- **GOAL OF THE EXERCISE**: When a line of the listing below has the string "target" in it, copy that line.

- **RECORDS TO PROCESS**:
----

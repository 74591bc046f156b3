// Locator - A stateless, reusable predicate over the current DOM snapshot
//
// Locators are values, not element handles: they can be held across
// navigations, retried, and composed into ordered fallback lists. Resolution
// happens at action time inside the wait engine, never at construction time.

use std::fmt;

/// A predicate the engine can resolve against the live DOM.
///
/// Four shapes cover what the target flows need:
/// exact visible text, raw CSS, raw XPath, and attribute equality.
/// Ordered fallback lists are plain slices (`&[Locator]`) consumed by
/// [`Session::click_first_match`](crate::Session::click_first_match).
#[derive(Debug, Clone, PartialEq, Eq)]
pub enum Locator {
    /// Matches any element whose normalized text equals the string exactly.
    Text(String),
    /// Raw CSS selector, passed through to the driver.
    Css(String),
    /// Raw XPath expression, passed through to the driver.
    XPath(String),
    /// Matches elements carrying `name="value"` exactly.
    Attr { name: String, value: String },
}

impl Locator {
    pub fn text(text: impl Into<String>) -> Self {
        Locator::Text(text.into())
    }

    pub fn css(selector: impl Into<String>) -> Self {
        Locator::Css(selector.into())
    }

    pub fn xpath(expr: impl Into<String>) -> Self {
        Locator::XPath(expr.into())
    }

    pub fn attr(name: impl Into<String>, value: impl Into<String>) -> Self {
        Locator::Attr {
            name: name.into(),
            value: value.into(),
        }
    }

    /// The XPath a `Text` locator compiles to.
    ///
    /// `normalize-space` makes the match robust against layout whitespace,
    /// mirroring how the target UI renders labels.
    pub fn text_xpath(text: &str) -> String {
        format!("//*[normalize-space(text())={}]", xpath_literal(text))
    }

    /// The CSS selector an `Attr` locator compiles to.
    pub fn attr_css(name: &str, value: &str) -> String {
        format!("[{}={}]", name, css_string_literal(value))
    }

    /// Human-readable form used in timeout and assertion messages.
    pub fn describe(&self) -> String {
        match self {
            Locator::Text(t) => format!("text '{}'", t),
            Locator::Css(s) => format!("css '{}'", s),
            Locator::XPath(x) => format!("xpath '{}'", x),
            Locator::Attr { name, value } => format!("[{}='{}']", name, value),
        }
    }
}

impl fmt::Display for Locator {
    fn fmt(&self, f: &mut fmt::Formatter<'_>) -> fmt::Result {
        f.write_str(&self.describe())
    }
}

/// Quotes a string as an XPath literal.
///
/// XPath 1.0 has no escape sequences inside string literals, so a value
/// containing both quote kinds must be assembled with `concat()`.
pub fn xpath_literal(value: &str) -> String {
    if !value.contains('"') {
        return format!("\"{}\"", value);
    }
    if !value.contains('\'') {
        return format!("'{}'", value);
    }
    let mut parts = Vec::new();
    for (i, chunk) in value.split('"').enumerate() {
        if i > 0 {
            parts.push("'\"'".to_string());
        }
        if !chunk.is_empty() {
            parts.push(format!("\"{}\"", chunk));
        }
    }
    format!("concat({})", parts.join(", "))
}

/// Quotes a string for use inside a CSS attribute selector.
fn css_string_literal(value: &str) -> String {
    format!("\"{}\"", value.replace('\\', "\\\\").replace('"', "\\\""))
}

/// Removes one layer of wrapping quotes from an externally supplied selector.
///
/// Selector strings arrive through environment variables where shells and
/// `.env` files often leave `"..."` or `'...'` around the value. Anything
/// else passes through untouched.
pub fn strip_wrapping_quotes(s: &str) -> &str {
    if s.len() >= 2 {
        let bytes = s.as_bytes();
        let (first, last) = (bytes[0], bytes[s.len() - 1]);
        if (first == b'"' && last == b'"') || (first == b'\'' && last == b'\'') {
            return &s[1..s.len() - 1];
        }
    }
    s
}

----

- **TASK OUTPUT**:
/// Four shapes cover what the target flows need:
    /// mirroring how the target UI renders labels.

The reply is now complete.